Una delle caratteristiche di Uber è il sistema di rating che riveste una grande importanza sia per i passeggeri che per gli autisti. La società ha deciso nei mercati di Australia e Nuova Zelanda di passare alla fase successiva, implementando un divieto di utilizzo dei mezzi Uber per 6 mesi agli utenti con un punteggio al di sotto di un livello che sarà deciso, probabilmente di 4 stelle su 5. L'obiettivo della società è invitare gli utenti a comportarsi in modo opportuno nei veicoli.

Un social credit di Uber per l'Australia

La maggior parte dei passeggeri australiani ha un rating oltre le 4,5 stelle secondo la società che comunque ha spiegato il meccanismo di allontanamento che verrà lanciato il 19 settembre e che prevederà degli avvisi agli utenti a rischio.
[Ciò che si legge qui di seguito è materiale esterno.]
//! Non-blocking refresh signaling between cards and a pipeline's host.

/// A cloneable sink cards use to ask for a new frame. Backed by a
/// single-slot bounded channel: surplus signals collapse into at most one
/// pending frame, and a full channel is simply dropped rather than blocking
/// the card that's signaling.
#[derive(Clone)]
pub struct RefreshNotifier {
    tx: flume::Sender<()>,
}

impl RefreshNotifier {
    pub(crate) fn new(tx: flume::Sender<()>) -> Self {
        Self { tx }
    }

    /// Requests a new frame. Never blocks; a signal already pending is left
    /// alone.
    pub fn notify(&self) {
        let _ = self.tx.try_send(());
    }
}

/// The host side of a [`RefreshNotifier`]: construct a connected pair with
/// [`refresh_channel`].
pub struct RefreshListener {
    rx: flume::Receiver<()>,
}

impl RefreshListener {
    /// True if at least one refresh was requested since the last call;
    /// drains any further pending signals (they all collapse into one
    /// frame).
    pub fn poll(&self) -> bool {
        let mut seen = false;
        while self.rx.try_recv().is_ok() {
            seen = true;
        }
        seen
    }
}

/// Builds a single-slot, non-blocking refresh channel.
pub fn refresh_channel() -> (RefreshNotifier, RefreshListener) {
    let (tx, rx) = flume::bounded(1);
    (RefreshNotifier::new(tx), RefreshListener { rx })
}

#[cfg(test)]
mod tests {
    use super::*;

    #[test]
    fn surplus_signals_collapse_to_one_pending_frame() {
        let (notifier, listener) = refresh_channel();
        notifier.notify();
        notifier.notify();
        notifier.notify();
        assert!(listener.poll());
        assert!(!listener.poll());
    }
}
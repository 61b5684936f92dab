use std::sync::{Arc, Mutex};

use criterion::{black_box, criterion_group, criterion_main, Criterion};

use pipeline_core::base::VTermCard;
use pipeline_core::effects::{FlashCard, InactiveTintCard, RainbowCard};
use pipeline_core::Pipeline;
use term_core::{Color, VTerm};
use vte_core::Parser;

const COLS: usize = 120;
const ROWS: usize = 40;

fn colored_payload() -> Vec<u8> {
    let mut bytes = Vec::new();
    for row in 0..ROWS {
        bytes.extend_from_slice(format!("\x1b[{}H\x1b[38;5;{}m", row + 1, row % 256).as_bytes());
        bytes.extend(std::iter::repeat(b'@').take(COLS));
    }
    bytes
}

fn bench_base_card_only(c: &mut Criterion) {
    let term = Arc::new(Mutex::new(VTerm::new(COLS, ROWS)));
    {
        let mut parser = Parser::new();
        let mut t = term.lock().unwrap();
        parser.advance(&colored_payload(), &mut *t);
    }
    let pipeline = Pipeline::new();
    pipeline.push_card(Box::new(VTermCard::new(term)));

    c.bench_function("render_base_card_only", |b| {
        b.iter(|| black_box(pipeline.render(COLS, ROWS)));
    });
}

fn bench_full_chain(c: &mut Criterion) {
    let term = Arc::new(Mutex::new(VTerm::new(COLS, ROWS)));
    {
        let mut parser = Parser::new();
        let mut t = term.lock().unwrap();
        parser.advance(&colored_payload(), &mut *t);
    }
    let pipeline = Pipeline::new();
    pipeline.push_card(Box::new(VTermCard::new(term)));

    let (flash, flash_handle) = FlashCard::new(Color::Rgb { r: 200, g: 0, b: 0 }, std::time::Duration::from_millis(200));
    flash_handle.trigger();
    pipeline.push_card(Box::new(flash));

    let (rainbow, rainbow_handle) = RainbowCard::new(0.5, 0.6);
    rainbow_handle.set_enabled(true);
    pipeline.push_card(Box::new(rainbow));

    let (tint, tint_handle) = InactiveTintCard::new([0; 16], Color::Rgb { r: 40, g: 40, b: 40 });
    tint_handle.set_target([0; 16], 0.7, std::time::Duration::ZERO);
    pipeline.push_card(Box::new(tint));

    c.bench_function("render_full_effect_chain", |b| {
        b.iter(|| black_box(pipeline.render(COLS, ROWS)));
    });
}

criterion_group!(render_chain, bench_base_card_only, bench_full_chain);
criterion_main!(render_chain);
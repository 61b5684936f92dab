use criterion::{black_box, criterion_group, criterion_main, Criterion};
use vte_core::{Actor, CsiParam, Parser};

#[derive(Default)]
struct NullActor;

impl Actor for NullActor {
    fn print(&mut self, _c: char) {}
    fn execute(&mut self, _byte: u8) {}
    fn hook(&mut self, _byte: u8, _params: &[i64], _intermediates: &[u8], _ignored: bool) {}
    fn put(&mut self, _byte: u8) {}
    fn unhook(&mut self) {}
    fn esc_dispatch(&mut self, _params: &[i64], _intermediates: &[u8], _ignored: bool, _byte: u8) {}
    fn csi_dispatch(&mut self, _params: &[CsiParam], _truncated: bool, _byte: u8) {}
    fn osc_dispatch(&mut self, _params: &[&[u8]]) {}
}

fn bench_parse_mixed_stream(c: &mut Criterion) {
    let payload = "plain text \x1b[1;31mred bold\x1b[0m \x1b]0;title\x07 more\r\n".repeat(500);
    let bytes = payload.as_bytes();

    c.bench_function("parser_advance_mixed_stream", |b| {
        b.iter(|| {
            let mut parser = Parser::new();
            let mut actor = NullActor::default();
            parser.advance(black_box(bytes), &mut actor);
        });
    });
}

fn bench_parse_plain_ascii(c: &mut Criterion) {
    let payload = "the quick brown fox jumps over the lazy dog\n".repeat(500);
    let bytes = payload.as_bytes();

    c.bench_function("parser_advance_plain_ascii", |b| {
        b.iter(|| {
            let mut parser = Parser::new();
            let mut actor = NullActor::default();
            parser.advance(black_box(bytes), &mut actor);
        });
    });
}

criterion_group!(parse_throughput, bench_parse_mixed_stream, bench_parse_plain_ascii);
criterion_main!(parse_throughput);
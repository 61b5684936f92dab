use std::sync::{Arc, Mutex};
use std::time::Duration;

use pipeline_core::base::VTermCard;
use pipeline_core::effects::FlashCard;
use pipeline_core::Pipeline;
use term_core::{Color, VTerm};
use vte_core::Parser;

fn main() {
    let term = Arc::new(Mutex::new(VTerm::new(20, 4)));
    {
        let mut parser = Parser::new();
        let mut t = term.lock().unwrap();
        parser.advance(b"\x1b[1;1Hhello, \x1b[1mworld\x1b[0m", &mut *t);
    }

    let pipeline = Pipeline::new();
    pipeline.push_card(Box::new(VTermCard::new(term)));

    let (flash, flash_handle) = FlashCard::new(Color::Rgb { r: 200, g: 40, b: 40 }, Duration::from_millis(150));
    pipeline.push_card(Box::new(flash));

    flash_handle.trigger();
    let frame = pipeline.render(20, 4);
    for row in frame.rows() {
        let line: String = row.iter().map(|cell| if cell.is_transparent() { ' ' } else { cell.rune }).collect();
        println!("{line}");
    }
}
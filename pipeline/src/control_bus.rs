//! Named-trigger bus letting cards expose actions to a host.

use std::collections::BTreeMap;
use std::sync::RwLock;

/// Failure modes for [`ControlBus`] operations. Unlike the VTerm and parser,
/// which never fail (see the crate-level error taxonomy), the bus is a
/// thin, rarely-mutated registry and surfaces misuse as an `Err` the caller
/// decides how to log or report.
#[derive(Debug, thiserror::Error, Clone, PartialEq, Eq)]
pub enum ControlBusError {
    #[error("control id must not be empty")]
    EmptyId,
    #[error("control id {0:?} is already registered")]
    Duplicate(String),
    #[error("control id {0:?} is not registered")]
    Unknown(String),
    #[error("handler for {0:?} failed: {1}")]
    HandlerFailed(String, String),
}

type Handler = Box<dyn Fn(&[u8]) -> Result<(), ControlBusError> + Send + Sync>;

struct Entry {
    description: String,
    handler: Handler,
}

/// A mapping from a string trigger id (e.g. `"effects.flash"`) to a handler.
///
/// Registration is rare and write-locked; [`trigger`](ControlBus::trigger)
/// and [`capabilities`](ControlBus::capabilities) take a read lock and do
/// not hold it across whatever side effects the handler itself performs
/// beyond returning.
#[derive(Default)]
pub struct ControlBus {
    entries: RwLock<BTreeMap<String, Entry>>,
}

impl ControlBus {
    pub fn new() -> Self {
        Self::default()
    }

    /// Registers a handler under `id`. Fails if `id` is empty or already
    /// registered; the first handler installed for an id is never replaced
    /// by a later, failed registration attempt.
    pub fn register<F>(&self, id: impl Into<String>, description: impl Into<String>, handler: F) -> Result<(), ControlBusError>
    where
        F: Fn(&[u8]) -> Result<(), ControlBusError> + Send + Sync + 'static,
    {
        let id = id.into();
        if id.is_empty() {
            return Err(ControlBusError::EmptyId);
        }
        let mut entries = self.entries.write().expect("control bus lock poisoned");
        if entries.contains_key(&id) {
            return Err(ControlBusError::Duplicate(id));
        }
        entries.insert(
            id,
            Entry {
                description: description.into(),
                handler: Box::new(handler),
            },
        );
        Ok(())
    }

    /// Removes a handler; idempotent, unlike [`register`](ControlBus::register).
    pub fn unregister(&self, id: &str) {
        self.entries.write().expect("control bus lock poisoned").remove(id);
    }

    /// Invokes the handler registered for `id` synchronously. Multiple
    /// `trigger` calls for the same id are processed in the order they are
    /// submitted by the caller, since the read lock never blocks a handler
    /// invocation mid-flight on another `trigger`.
    pub fn trigger(&self, id: &str, payload: &[u8]) -> Result<(), ControlBusError> {
        let entries = self.entries.read().expect("control bus lock poisoned");
        let entry = entries.get(id).ok_or_else(|| ControlBusError::Unknown(id.to_string()))?;
        (entry.handler)(payload)
    }

    /// Sorted snapshot of registered `(id, description)` pairs.
    pub fn capabilities(&self) -> Vec<(String, String)> {
        self.entries
            .read()
            .expect("control bus lock poisoned")
            .iter()
            .map(|(id, entry)| (id.clone(), entry.description.clone()))
            .collect()
    }
}

#[cfg(test)]
mod tests {
    use super::*;
    use std::sync::atomic::{AtomicUsize, Ordering};
    use std::sync::Arc;

    #[test]
    fn register_rejects_empty_id() {
        let bus = ControlBus::new();
        let err = bus.register("", "desc", |_| Ok(())).unwrap_err();
        assert_eq!(err, ControlBusError::EmptyId);
    }

    #[test]
    fn duplicate_register_keeps_first_handler() {
        let bus = ControlBus::new();
        let calls = Arc::new(AtomicUsize::new(0));
        let calls2 = calls.clone();
        bus.register("effects.flash", "flash", move |_| {
            calls2.fetch_add(1, Ordering::SeqCst);
            Ok(())
        })
        .unwrap();
        let err = bus.register("effects.flash", "flash again", |_| Ok(())).unwrap_err();
        assert_eq!(err, ControlBusError::Duplicate("effects.flash".to_string()));
        bus.trigger("effects.flash", b"").unwrap();
        assert_eq!(calls.load(Ordering::SeqCst), 1);
    }

    #[test]
    fn trigger_unknown_id_fails() {
        let bus = ControlBus::new();
        let err = bus.trigger("nope", b"").unwrap_err();
        assert_eq!(err, ControlBusError::Unknown("nope".to_string()));
    }

    #[test]
    fn unregister_is_idempotent() {
        let bus = ControlBus::new();
        bus.unregister("nothing-here");
        bus.register("x", "x", |_| Ok(())).unwrap();
        bus.unregister("x");
        bus.unregister("x");
        assert!(bus.trigger("x", b"").is_err());
    }

    #[test]
    fn capabilities_are_sorted_by_id() {
        let bus = ControlBus::new();
        bus.register("zeta", "last", |_| Ok(())).unwrap();
        bus.register("alpha", "first", |_| Ok(())).unwrap();
        let caps = bus.capabilities();
        assert_eq!(caps[0].0, "alpha");
        assert_eq!(caps[1].0, "zeta");
    }
}
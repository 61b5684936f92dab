/// Reference from wezterm: https://github.com/wezterm/wezterm/blob/main/vtparse/src/lib.rs#L381
/// Represents a parameter to a CSI-based escaped sequence.
///
/// CSI escapes typically have the form: `CSI 3 m`, but can also
/// bundle multiple values together: `CSI 3 ; 4 m`.  In both
/// of those examples the parameters are simple integer values
/// and latter of which would be expressed as a slice containing
/// `[CsiParam::Integer(3), CsiParam::Integer(4)]`.
///
/// There are some escape sequences that use colons to subdivide and
/// extend the meaning.  For example: `CSI 4:3 m` is a sequence used
/// to denote a curly underline.  That would be represented as:
/// `[CsiParam::ColonList(vec![Some(4), Some(3)])]`.
///
/// Later: reading ECMA 48, CSI is defined as:
/// CSI P ... P  I ... I  F
/// Where P are parameter bytes in the range 0x30-0x3F [0-9:;<=>?]
/// and I are intermediate bytes in the range 0x20-0x2F
/// and F is the final byte in the range 0x40-0x7E
#[derive(Copy, Clone, Debug, PartialEq, Eq, Hash)]
pub enum CsiParam {
    Integer(i64),
    P(u8),
}

impl Default for CsiParam {
    fn default() -> Self {
        Self::Integer(0)
    }
}

impl CsiParam {
    pub fn as_integer(&self) -> Option<i64> {
        match self {
            Self::Integer(i) => Some(*i),
            _ => None,
        }
    }
}
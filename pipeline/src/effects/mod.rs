//! Reference effect cards built on top of the [`Card`](crate::card::Card) trait.

mod fade;
mod flash;
mod rainbow;

pub use fade::{InactiveTintCard, InactiveTintHandle, SubjectId};
pub use flash::{FlashCard, FlashHandle};
pub use rainbow::{RainbowCard, RainbowHandle};
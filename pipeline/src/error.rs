/// Surfaced from [`Pipeline::run`](crate::pipeline::Pipeline::run): the
/// pipeline stops cooperatively at the first card that fails to start and
/// reports it, rather than aborting the whole process.
#[derive(Debug, thiserror::Error)]
pub enum PipelineError {
    #[error("card {index} ({label}) failed to start: {source}")]
    CardStartFailed {
        index: usize,
        label: String,
        #[source]
        source: Box<dyn std::error::Error + Send + Sync>,
    },
}
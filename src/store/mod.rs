//! JSON document stores.
//!
//! Both documents are top-level JSON arrays that are read in full and
//! rewritten in full. Writes go to a sibling temp file which is then
//! renamed over the target, so readers never observe a half-written file.

pub mod ledger;
pub mod records;

use std::io::{BufReader, BufWriter, Write};
use std::path::{Path, PathBuf};

use serde::de::DeserializeOwned;
use serde::Serialize;

pub use ledger::StatusLedger;
pub use records::RecordStore;

#[derive(Debug, thiserror::Error)]
pub enum StoreError {
    #[error("IO error on {}: {source}", path.display())]
    Io {
        path: PathBuf,
        #[source]
        source: std::io::Error,
    },

    #[error("Malformed JSON document {}: {source}", path.display())]
    Json {
        path: PathBuf,
        #[source]
        source: serde_json::Error,
    },
}

impl StoreError {
    fn io(path: &Path, source: std::io::Error) -> Self {
        Self::Io {
            path: path.to_path_buf(),
            source,
        }
    }

    fn json(path: &Path, source: serde_json::Error) -> Self {
        Self::Json {
            path: path.to_path_buf(),
            source,
        }
    }
}

/// Both backing documents, opened from one data directory.
#[derive(Debug, Clone)]
pub struct PanelStore {
    pub records: RecordStore,
    pub ledger: StatusLedger,
}

impl PanelStore {
    pub fn open(data_dir: &Path, records_file: &str, state_file: &str) -> Self {
        Self {
            records: RecordStore::new(data_dir.join(records_file)),
            ledger: StatusLedger::new(data_dir.join(state_file)),
        }
    }
}

/// Read a whole JSON array document.
pub(crate) fn read_document<T: DeserializeOwned>(path: &Path) -> Result<Vec<T>, StoreError> {
    let file = std::fs::File::open(path).map_err(|e| StoreError::io(path, e))?;
    let items: Vec<T> = serde_json::from_reader(BufReader::new(file))
        .map_err(|e| StoreError::json(path, e))?;
    tracing::debug!(path = %path.display(), count = items.len(), "Document loaded");
    Ok(items)
}

/// Replace a JSON array document atomically (temp file + rename).
pub(crate) fn write_document<T: Serialize>(path: &Path, items: &[T]) -> Result<(), StoreError> {
    let dir = match path.parent() {
        Some(parent) if !parent.as_os_str().is_empty() => parent,
        _ => Path::new("."),
    };

    let tmp = tempfile::NamedTempFile::new_in(dir).map_err(|e| StoreError::io(path, e))?;
    {
        let mut writer = BufWriter::new(tmp.as_file());
        serde_json::to_writer_pretty(&mut writer, items).map_err(|e| StoreError::json(path, e))?;
        writer.flush().map_err(|e| StoreError::io(path, e))?;
    }
    tmp.as_file()
        .sync_all()
        .map_err(|e| StoreError::io(path, e))?;
    tmp.persist(path).map_err(|e| StoreError::io(path, e.error))?;

    tracing::debug!(path = %path.display(), count = items.len(), "Document saved");
    Ok(())
}
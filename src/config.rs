use std::net::{IpAddr, SocketAddr};
use std::path::PathBuf;

/// Application-level constants
pub const APP_NAME: &str = "EMR + RPA Backend";
pub const APP_VERSION: &str = env!("CARGO_PKG_VERSION");

pub const DEFAULT_PORT: u16 = 8000;
pub const DEFAULT_RECORDS_FILE: &str = "heidi_patients.json";
pub const DEFAULT_STATE_FILE: &str = "patient_state.json";

/// Front-end dev servers allowed to call the API.
pub const DEFAULT_ALLOWED_ORIGINS: [&str; 2] = ["http://localhost:5173", "http://localhost:3000"];

/// Log filter used when `RUST_LOG` is not set.
pub fn default_log_filter() -> &'static str {
    "emr_panel_lib=info,emr_panel=info,tower_http=warn"
}

#[derive(Debug, thiserror::Error)]
pub enum ConfigError {
    #[error("Invalid {var}: {value}")]
    InvalidValue { var: &'static str, value: String },
}

/// Runtime settings, read from the environment with defaults.
#[derive(Debug, Clone, PartialEq)]
pub struct ServerConfig {
    pub data_dir: PathBuf,
    pub records_file: String,
    pub state_file: String,
    pub host: IpAddr,
    pub port: u16,
    pub allowed_origins: Vec<String>,
}

impl Default for ServerConfig {
    fn default() -> Self {
        Self {
            data_dir: PathBuf::from("data"),
            records_file: DEFAULT_RECORDS_FILE.into(),
            state_file: DEFAULT_STATE_FILE.into(),
            host: IpAddr::from([0, 0, 0, 0]),
            port: DEFAULT_PORT,
            allowed_origins: DEFAULT_ALLOWED_ORIGINS.iter().map(|o| o.to_string()).collect(),
        }
    }
}

impl ServerConfig {
    pub fn from_env() -> Result<Self, ConfigError> {
        Self::from_lookup(|key| std::env::var(key).ok())
    }

    /// Build from an arbitrary variable source. Unset or blank values keep
    /// their defaults.
    pub fn from_lookup<F>(lookup: F) -> Result<Self, ConfigError>
    where
        F: Fn(&str) -> Option<String>,
    {
        let get = |key: &str| lookup(key).filter(|v| !v.trim().is_empty());
        let mut config = Self::default();

        if let Some(dir) = get("EMR_DATA_DIR") {
            config.data_dir = PathBuf::from(dir);
        }
        if let Some(name) = get("EMR_RECORDS_FILE") {
            config.records_file = name;
        }
        if let Some(name) = get("EMR_STATE_FILE") {
            config.state_file = name;
        }
        if let Some(host) = get("EMR_HOST") {
            config.host = host.trim().parse().map_err(|_| ConfigError::InvalidValue {
                var: "EMR_HOST",
                value: host.clone(),
            })?;
        }
        if let Some(port) = get("PORT") {
            config.port = port.trim().parse().map_err(|_| ConfigError::InvalidValue {
                var: "PORT",
                value: port.clone(),
            })?;
        }
        if let Some(origins) = get("EMR_ALLOWED_ORIGINS") {
            config.allowed_origins = origins
                .split(',')
                .map(str::trim)
                .filter(|o| !o.is_empty())
                .map(String::from)
                .collect();
        }

        Ok(config)
    }

    pub fn bind_addr(&self) -> SocketAddr {
        SocketAddr::new(self.host, self.port)
    }

    pub fn records_path(&self) -> PathBuf {
        self.data_dir.join(&self.records_file)
    }

    pub fn state_path(&self) -> PathBuf {
        self.data_dir.join(&self.state_file)
    }
}
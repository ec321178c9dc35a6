//! Access logging middleware.
//!
//! Logs method, path, response status and latency for every request,
//! including CORS preflights.

use std::time::Instant;

use axum::http::Request;
use axum::middleware::Next;
use axum::response::Response;

pub async fn log_access(req: Request<axum::body::Body>, next: Next) -> Response {
    let method = req.method().clone();
    let path = req.uri().path().to_string();
    let started = Instant::now();

    let response = next.run(req).await;

    let status = response.status().as_u16();
    let elapsed_ms = started.elapsed().as_millis() as u64;
    if response.status().is_server_error() {
        tracing::warn!(%method, path = %path, status, elapsed_ms, "Request failed");
    } else {
        tracing::info!(%method, path = %path, status, elapsed_ms, "Request served");
    }

    response
}
//! Health check endpoint.

use axum::Json;
use serde::Serialize;

use crate::config;

#[derive(Serialize)]
pub struct HealthResponse {
    pub status: &'static str,
    pub message: String,
}

/// `GET /` — liveness check for the front-end.
pub async fn check() -> Json<HealthResponse> {
    Json(HealthResponse {
        status: "ok",
        message: format!("{} is running", config::APP_NAME),
    })
}
fn main() -> std::process::ExitCode {
    emr_panel_lib::run()
}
Questa misura rientra nel piano del CEO Dara Khosrowshahi che lo scorso anno, accettando l'incarico, ha espresso l'intenzione di continuare a garantire la massima sicurezza su Uber.

Il sistema implementato ricorda chiaramente il progetto cinese di social credit per schedare tutti i cittadini e disincentivare comportamenti scorretti utilizzando come arma il rating e la possibilità di togliere servizi ai cittadini considerati inaffidabili.

Australia Black Mirror Cina aereo social
Il sistema di social credit dell'episodio "Nosedive" della serie distopica Black Mirror

Una soluzione per attirare driver

Secondo l'analisi del professor David Peetz della Griffith University, l'utilizzo di algoritmi per filtrare la clientela sarà sempre più utilizzato dalle società digitali. I bassi salari della gig economy tendono a tenere bassa l'offerta di lavoro (da parte dei lavoratori, NdR), soprattutto in realtà in cui la disoccupazione è bassa. L'inserimento di una profilazione e quindi di una garanzia di "tranquillità" nei veicoli potrebbe dunque in parte compensare i bassi salari e rendere più facile per società come Uber trovare dei collaboratori.